When I started hosting Flarum forums, the pitch was scale. Help communities
that were already big handle the load and keep running. It's a real problem,
but it's also a solved one — there's already a market for that, and I was
walking into it late.
So I shifted. Instead of scale, I'd help communities grow. That felt closer
to the truth of what I wanted to do, but it's exactly where I kept stalling out
on clients. Selling "growth" to a forum that doesn't exist yet, or barely does,
is a hard thing to land.
The reframe I've settled on is simpler, and I think it's the right one: help
communities start and grow with Flarum. Not scale a mature ecosystem, not
promise growth to people who haven't begun — just be the easy, obvious place to
plant a forum and let it get bigger on its own terms.
Part of this is honestly about me. As a solo operator, the time I was pouring
into scaling a growing ecosystem was hurting me, badly. Every hour spent
babysitting the high end was an hour I wasn't spending on the thing that
actually pays: bringing in more clients and building custom sites. I have to be
realistic about where one person's time goes.
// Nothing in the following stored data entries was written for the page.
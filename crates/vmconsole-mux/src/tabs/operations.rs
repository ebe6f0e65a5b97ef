//! Mutations of the tab strip.

use vmconsole_common::SessionId;

use super::types::{Tab, TabStatus, TabStrip};

impl TabStrip {
    /// Append a tab and bring it to the foreground.
    pub fn open(&mut self, tab: Tab) {
        self.tabs.push(tab);
        self.foreground = Some(self.tabs.len() - 1);
    }

    /// Remove a tab. If it was in the foreground, the oldest remaining tab
    /// takes its place.
    pub fn close(&mut self, session: &SessionId) -> Option<Tab> {
        let idx = self.position(session)?;
        let tab = self.tabs.remove(idx);

        self.foreground = match self.foreground {
            _ if self.tabs.is_empty() => None,
            Some(fg) if fg == idx => Some(0),
            Some(fg) if idx < fg => Some(fg - 1),
            other => other,
        };
        Some(tab)
    }

    /// Bring a tab to the foreground. Returns `false` if it is not here.
    pub fn set_foreground(&mut self, session: &SessionId) -> bool {
        match self.position(session) {
            Some(idx) => {
                self.foreground = Some(idx);
                true
            }
            None => false,
        }
    }

    /// Cycle to the next tab, wrapping around.
    pub fn cycle_next(&mut self) {
        if let Some(fg) = self.foreground {
            self.foreground = Some((fg + 1) % self.tabs.len());
        }
    }

    /// Cycle to the previous tab, wrapping around.
    pub fn cycle_prev(&mut self) {
        if let Some(fg) = self.foreground {
            self.foreground = Some((fg + self.tabs.len() - 1) % self.tabs.len());
        }
    }

    pub fn set_status(&mut self, session: &SessionId, status: TabStatus) -> bool {
        match self.tabs.iter_mut().find(|t| t.session == *session) {
            Some(tab) => {
                tab.status = status;
                true
            }
            None => false,
        }
    }
}
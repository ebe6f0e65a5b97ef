//! Shared validation helpers.

/// Push an error if `value` is outside `[min, max]`.
pub(crate) fn validate_range(errors: &mut Vec<String>, name: &str, value: u32, min: u32, max: u32) {
    if value < min || value > max {
        errors.push(format!("{name} = {value} is out of range [{min}, {max}]"));
    }
}

/// Push an error unless `value` starts with one of `schemes`.
pub(crate) fn validate_scheme(errors: &mut Vec<String>, name: &str, value: &str, schemes: &[&str]) {
    if !schemes.iter().any(|s| value.starts_with(s)) {
        errors.push(format!(
            "{name} = {value:?} must start with one of {}",
            schemes.join(", ")
        ));
    }
}

/// Push an error unless `value` is one of `allowed`.
pub(crate) fn validate_one_of(errors: &mut Vec<String>, name: &str, value: &str, allowed: &[&str]) {
    if !allowed.contains(&value) {
        errors.push(format!(
            "{name} = {value:?} must be one of {}",
            allowed.join(", ")
        ));
    }
}
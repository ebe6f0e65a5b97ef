use std::time::Duration;

use serde::{Deserialize, Serialize};

/// Session lifecycle timings.
#[derive(Debug, Clone, Serialize, Deserialize)]
#[serde(default)]
pub struct TimingConfig {
    /// Delay between a session entering `Error` (or a text session's remote
    /// close) and its automatic teardown.
    pub error_close_delay_ms: u32,
    /// Delay between a successful stop/force-stop and session teardown.
    pub control_grace_delay_ms: u32,
    /// Upper bound on `Connecting` before the session fails.
    pub connect_timeout_secs: u32,
}

impl Default for TimingConfig {
    fn default() -> Self {
        Self {
            error_close_delay_ms: 2000,
            control_grace_delay_ms: 2000,
            connect_timeout_secs: 15,
        }
    }
}

impl TimingConfig {
    pub fn error_close_delay(&self) -> Duration {
        Duration::from_millis(u64::from(self.error_close_delay_ms))
    }

    pub fn control_grace_delay(&self) -> Duration {
        Duration::from_millis(u64::from(self.control_grace_delay_ms))
    }

    pub fn connect_timeout(&self) -> Duration {
        Duration::from_secs(u64::from(self.connect_timeout_secs))
    }
}
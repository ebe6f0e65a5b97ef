use std::path::PathBuf;

use clap::{Parser, Subcommand};
use vmconsole_common::ControlVerb;

/// vmconsole: remote consoles for VMs, containers and the host.
#[derive(Parser, Debug)]
#[command(name = "vmconsole", version, about)]
pub struct Args {
    /// Config file path override.
    #[arg(long)]
    pub config: Option<PathBuf>,

    /// Log level override (debug, info, warn, error).
    #[arg(long)]
    pub log_level: Option<String>,

    /// Proxy/API token, overriding `proxy.token` from the config.
    #[arg(long, env = "VMCONSOLE_TOKEN", hide_env_values = true)]
    pub token: Option<String>,

    #[command(subcommand)]
    pub command: Command,
}

#[derive(Subcommand, Debug)]
pub enum Command {
    /// Shell inside a container.
    Shell { name: String },
    /// Shell on the host (privileged operator only).
    Host,
    /// VNC display of a VM; reports frame statistics.
    Display {
        name: String,
        /// Display port reported by the hypervisor.
        #[arg(long)]
        port: Option<u16>,
    },
    /// Run a management action (start, stop, force-stop, delete).
    Action {
        name: String,
        #[arg(value_parser = parse_verb)]
        verb: ControlVerb,
    },
}

fn parse_verb(s: &str) -> Result<ControlVerb, String> {
    s.parse()
}

pub fn parse() -> Args {
    Args::parse()
}

#[cfg(test)]
mod tests {
    use super::*;

    #[test]
    fn parses_display_with_port() {
        let args = Args::try_parse_from(["vmconsole", "display", "vm1", "--port", "5901"]).unwrap();
        match args.command {
            Command::Display { name, port } => {
                assert_eq!(name, "vm1");
                assert_eq!(port, Some(5901));
            }
            other => panic!("unexpected command: {other:?}"),
        }
    }

    #[test]
    fn parses_action_verb() {
        let args = Args::try_parse_from(["vmconsole", "--log-level", "debug", "action", "vm1", "destroy"])
            .unwrap();
        assert_eq!(args.log_level.as_deref(), Some("debug"));
        assert!(matches!(
            args.command,
            Command::Action { verb: ControlVerb::ForceStop, .. }
        ));
    }

    #[test]
    fn rejects_unknown_verb() {
        assert!(Args::try_parse_from(["vmconsole", "action", "vm1", "reboot"]).is_err());
    }
}
use std::fmt;

use serde::Serialize;
use vmconsole_common::{ConsoleError, LifecycleState, SessionId};

/// Status indicator shown on a tab, derived from its session's state.
#[derive(Debug, Clone, PartialEq, Eq, Serialize)]
#[serde(tag = "status", content = "detail", rename_all = "snake_case")]
pub enum TabStatus {
    Connecting,
    Connected,
    Error(String),
    /// A delayed close is pending.
    Closing,
}

impl TabStatus {
    pub fn for_state(state: LifecycleState, error: Option<&ConsoleError>) -> Self {
        match state {
            LifecycleState::Created | LifecycleState::Connecting => TabStatus::Connecting,
            LifecycleState::Connected => TabStatus::Connected,
            LifecycleState::Error => TabStatus::Error(
                error.map(|e| e.to_string()).unwrap_or_else(|| "unknown error".into()),
            ),
            LifecycleState::Closed => TabStatus::Closing,
        }
    }
}

impl fmt::Display for TabStatus {
    fn fmt(&self, f: &mut fmt::Formatter<'_>) -> fmt::Result {
        match self {
            TabStatus::Connecting => f.write_str("connecting"),
            TabStatus::Connected => f.write_str("connected"),
            TabStatus::Error(msg) => write!(f, "error: {msg}"),
            TabStatus::Closing => f.write_str("closing"),
        }
    }
}

#[derive(Debug, Clone, PartialEq, Eq, Serialize)]
pub struct Tab {
    pub session: SessionId,
    pub title: String,
    pub icon: Option<String>,
    pub status: TabStatus,
}

impl Tab {
    pub fn new(session: SessionId, title: impl Into<String>, icon: Option<String>) -> Self {
        Self {
            session,
            title: title.into(),
            icon,
            status: TabStatus::Connecting,
        }
    }
}

/// Ordered tabs (creation order) plus the foreground selection.
#[derive(Debug, Clone, Default)]
pub struct TabStrip {
    pub(super) tabs: Vec<Tab>,
    /// Index into `tabs`; `None` exactly when `tabs` is empty.
    pub(super) foreground: Option<usize>,
}

impl TabStrip {
    pub fn new() -> Self {
        Self::default()
    }

    pub fn len(&self) -> usize {
        self.tabs.len()
    }

    pub fn is_empty(&self) -> bool {
        self.tabs.is_empty()
    }

    /// The console surface is shown while any tab exists.
    pub fn is_visible(&self) -> bool {
        !self.tabs.is_empty()
    }

    pub fn tabs(&self) -> &[Tab] {
        &self.tabs
    }

    pub fn ids(&self) -> Vec<SessionId> {
        self.tabs.iter().map(|t| t.session.clone()).collect()
    }

    pub fn get(&self, session: &SessionId) -> Option<&Tab> {
        self.tabs.iter().find(|t| t.session == *session)
    }

    pub fn contains(&self, session: &SessionId) -> bool {
        self.get(session).is_some()
    }

    pub fn foreground(&self) -> Option<&SessionId> {
        self.foreground
            .and_then(|idx| self.tabs.get(idx))
            .map(|t| &t.session)
    }

    pub(super) fn position(&self, session: &SessionId) -> Option<usize> {
        self.tabs.iter().position(|t| t.session == *session)
    }
}
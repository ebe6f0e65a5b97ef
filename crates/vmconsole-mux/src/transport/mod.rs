//! Message-oriented duplex transport to the console proxy.
//!
//! A [`Connector`] turns an [`Endpoint`] into a sink/stream pair of
//! [`Frame`]s. The production connector speaks WebSocket; tests plug in
//! [`ChannelConnector`] instead.

mod channel;
mod endpoint;
mod websocket;

use std::pin::Pin;

use async_trait::async_trait;
use futures_util::{Sink, Stream};
use vmconsole_common::ConsoleError;

pub use channel::{ChannelConnector, RemoteEnd};
pub use endpoint::Endpoint;
pub use websocket::WsConnector;

/// Close code for a normal, completed closing handshake.
pub const CLOSE_NORMAL: u16 = 1000;
/// The peer is going away (server shutdown, VM powered off).
pub const CLOSE_GOING_AWAY: u16 = 1001;
/// A close frame arrived without a status code.
pub const CLOSE_NO_STATUS: u16 = 1005;

// ---------------------------------------------------------------------------
// Frame
// ---------------------------------------------------------------------------

/// One discrete message on the transport.
#[derive(Debug, Clone, PartialEq, Eq)]
pub enum Frame {
    Binary(Vec<u8>),
    Text(String),
    Close { code: u16, reason: String },
}

impl Frame {
    pub fn close_normal() -> Self {
        Frame::Close {
            code: CLOSE_NORMAL,
            reason: String::new(),
        }
    }

    /// Payload size in bytes; close frames count as empty.
    pub fn len(&self) -> usize {
        match self {
            Frame::Binary(bytes) => bytes.len(),
            Frame::Text(text) => text.len(),
            Frame::Close { .. } => 0,
        }
    }

    pub fn is_empty(&self) -> bool {
        self.len() == 0
    }
}

// ---------------------------------------------------------------------------
// Close outcome
// ---------------------------------------------------------------------------

/// How a transport ended when the local side did not ask it to.
#[derive(Debug, Clone, PartialEq, Eq)]
pub enum CloseOutcome {
    /// Closing handshake completed normally.
    Clean,
    /// Dropped, reset, or closed with an error code.
    Abnormal(String),
}

impl CloseOutcome {
    pub fn from_close_code(code: u16, reason: &str) -> Self {
        match code {
            CLOSE_NORMAL | CLOSE_GOING_AWAY | CLOSE_NO_STATUS => CloseOutcome::Clean,
            _ if reason.is_empty() => CloseOutcome::Abnormal(format!("closed with code {code}")),
            _ => CloseOutcome::Abnormal(format!("closed with code {code}: {reason}")),
        }
    }

    pub fn is_clean(&self) -> bool {
        matches!(self, CloseOutcome::Clean)
    }
}

// ---------------------------------------------------------------------------
// Connector
// ---------------------------------------------------------------------------

pub type FrameSink = Pin<Box<dyn Sink<Frame, Error = ConsoleError> + Send>>;
pub type FrameStream = Pin<Box<dyn Stream<Item = Result<Frame, ConsoleError>> + Send>>;

/// Opens transports. One call per session; never retried by the caller.
#[async_trait]
pub trait Connector: Send + Sync {
    async fn connect(&self, endpoint: &Endpoint) -> Result<(FrameSink, FrameStream), ConsoleError>;
}
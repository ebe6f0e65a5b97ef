//! Validated lifecycle state of one session.

use vmconsole_common::{ConsoleError, LifecycleState};

/// Current state plus the path that led to it.
#[derive(Debug, Clone)]
pub struct SessionState {
    current: LifecycleState,
    history: Vec<LifecycleState>,
}

impl SessionState {
    pub fn new() -> Self {
        Self {
            current: LifecycleState::Created,
            history: vec![LifecycleState::Created],
        }
    }

    pub fn current(&self) -> LifecycleState {
        self.current
    }

    /// Every state visited so far, oldest first.
    pub fn history(&self) -> &[LifecycleState] {
        &self.history
    }

    /// Move to `to`. Illegal edges are refused and leave the state untouched.
    pub fn transition(&mut self, to: LifecycleState) -> Result<LifecycleState, ConsoleError> {
        let from = self.current;
        if !from.can_transition_to(to) {
            return Err(ConsoleError::InvalidTransition { from, to });
        }
        self.current = to;
        self.history.push(to);
        Ok(from)
    }
}

impl Default for SessionState {
    fn default() -> Self {
        Self::new()
    }
}

#[cfg(test)]
mod tests {
    use super::*;
    use LifecycleState::*;

    #[test]
    fn starts_created() {
        let state = SessionState::new();
        assert_eq!(state.current(), Created);
        assert_eq!(state.history(), &[Created]);
    }

    #[test]
    fn error_path_is_recorded() {
        let mut state = SessionState::new();
        assert_eq!(state.transition(Connecting).unwrap(), Created);
        assert_eq!(state.transition(Connected).unwrap(), Connecting);
        assert_eq!(state.transition(Error).unwrap(), Connected);
        assert_eq!(state.transition(Closed).unwrap(), Error);
        assert_eq!(state.history(), &[Created, Connecting, Connected, Error, Closed]);
    }

    #[test]
    fn illegal_transition_leaves_state() {
        let mut state = SessionState::new();
        let err = state.transition(Connected).unwrap_err();
        assert_eq!(
            err,
            ConsoleError::InvalidTransition {
                from: Created,
                to: Connected
            }
        );
        assert_eq!(state.current(), Created);
        assert_eq!(state.history().len(), 1);
    }

    #[test]
    fn closed_cannot_reopen() {
        let mut state = SessionState::new();
        state.transition(Closed).unwrap();
        assert!(state.transition(Connecting).is_err());
        assert!(state.transition(Closed).is_err());
    }
}
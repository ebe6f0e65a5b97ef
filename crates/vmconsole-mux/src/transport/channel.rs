//! In-process connector: each accepted connection hands the far end to
//! whoever holds the receiver returned by [`ChannelConnector::new`].

use std::collections::VecDeque;
use std::sync::atomic::{AtomicUsize, Ordering};
use std::sync::Mutex;

use async_trait::async_trait;
use futures_util::{sink, stream};
use tokio::sync::{mpsc, oneshot};
use vmconsole_common::ConsoleError;

use super::{Connector, Endpoint, Frame, FrameSink, FrameStream};

enum Plan {
    Reject(ConsoleError),
    /// Never completes; the sender is dropped when the attempt is abandoned.
    Hang(oneshot::Sender<()>),
}

/// The proxy side of one accepted connection.
#[derive(Debug)]
pub struct RemoteEnd {
    pub endpoint: Endpoint,
    /// Frames (or errors) delivered to the local session, in order.
    pub to_local: mpsc::UnboundedSender<Result<Frame, ConsoleError>>,
    /// Frames the local session sent.
    pub from_local: mpsc::UnboundedReceiver<Frame>,
}

impl RemoteEnd {
    pub fn push(&self, frame: Frame) -> bool {
        self.to_local.send(Ok(frame)).is_ok()
    }

    pub fn fail(&self, err: ConsoleError) -> bool {
        self.to_local.send(Err(err)).is_ok()
    }
}

pub struct ChannelConnector {
    remotes: mpsc::UnboundedSender<RemoteEnd>,
    plans: Mutex<VecDeque<Plan>>,
    attempts: AtomicUsize,
}

impl ChannelConnector {
    pub fn new() -> (Self, mpsc::UnboundedReceiver<RemoteEnd>) {
        let (remotes, remotes_rx) = mpsc::unbounded_channel();
        let connector = Self {
            remotes,
            plans: Mutex::new(VecDeque::new()),
            attempts: AtomicUsize::new(0),
        };
        (connector, remotes_rx)
    }

    /// Make the next connect attempt fail with `err`.
    pub fn reject_next(&self, err: ConsoleError) {
        self.push_plan(Plan::Reject(err));
    }

    /// Make the next connect attempt hang. The returned receiver resolves
    /// (with an error) once the attempt has been dropped.
    pub fn hang_next(&self) -> oneshot::Receiver<()> {
        let (tx, rx) = oneshot::channel();
        self.push_plan(Plan::Hang(tx));
        rx
    }

    /// Number of connect attempts made so far.
    pub fn attempts(&self) -> usize {
        self.attempts.load(Ordering::SeqCst)
    }

    fn push_plan(&self, plan: Plan) {
        self.plans
            .lock()
            .unwrap_or_else(|poisoned| poisoned.into_inner())
            .push_back(plan);
    }

    fn next_plan(&self) -> Option<Plan> {
        self.plans
            .lock()
            .unwrap_or_else(|poisoned| poisoned.into_inner())
            .pop_front()
    }
}

#[async_trait]
impl Connector for ChannelConnector {
    async fn connect(&self, endpoint: &Endpoint) -> Result<(FrameSink, FrameStream), ConsoleError> {
        self.attempts.fetch_add(1, Ordering::SeqCst);

        match self.next_plan() {
            Some(Plan::Reject(err)) => return Err(err),
            Some(Plan::Hang(guard)) => {
                let _guard = guard;
                return std::future::pending().await;
            }
            None => {}
        }

        let (to_local, inbound) = mpsc::unbounded_channel::<Result<Frame, ConsoleError>>();
        let (outbound, from_local) = mpsc::unbounded_channel::<Frame>();

        let remote = RemoteEnd {
            endpoint: endpoint.clone(),
            to_local,
            from_local,
        };
        self.remotes
            .send(remote)
            .map_err(|_| ConsoleError::TransportError("no remote listening".into()))?;

        let frame_sink = sink::unfold(outbound, |outbound, frame: Frame| async move {
            outbound
                .send(frame)
                .map_err(|_| ConsoleError::TransportError("remote end dropped".into()))?;
            Ok::<_, ConsoleError>(outbound)
        });
        let frame_stream = stream::unfold(inbound, |mut inbound| async move {
            inbound.recv().await.map(|item| (item, inbound))
        });

        Ok((Box::pin(frame_sink), Box::pin(frame_stream)))
    }
}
So here's the focus. Adoptable pricing, with addons for the people who want
more. Get communities in the door at a price that makes saying yes easy. The
limits I offer are generous — nothing here stops a forum from getting to a
moderate size comfortably — but the revenue that earns an actual profit comes
from the custom client work, not from Flarum hosting alone.
That's the part I kept getting backwards. I don't need to win the scale game. I
need to win the start — the moment someone decides to launch a community and
picks where to put it. From there, growth takes care of itself, and the
relationships I build are what turn into the custom sites that keep the whole
thing afloat.
Focus on what converts. Everything else was me solving problems I didn't need
to own.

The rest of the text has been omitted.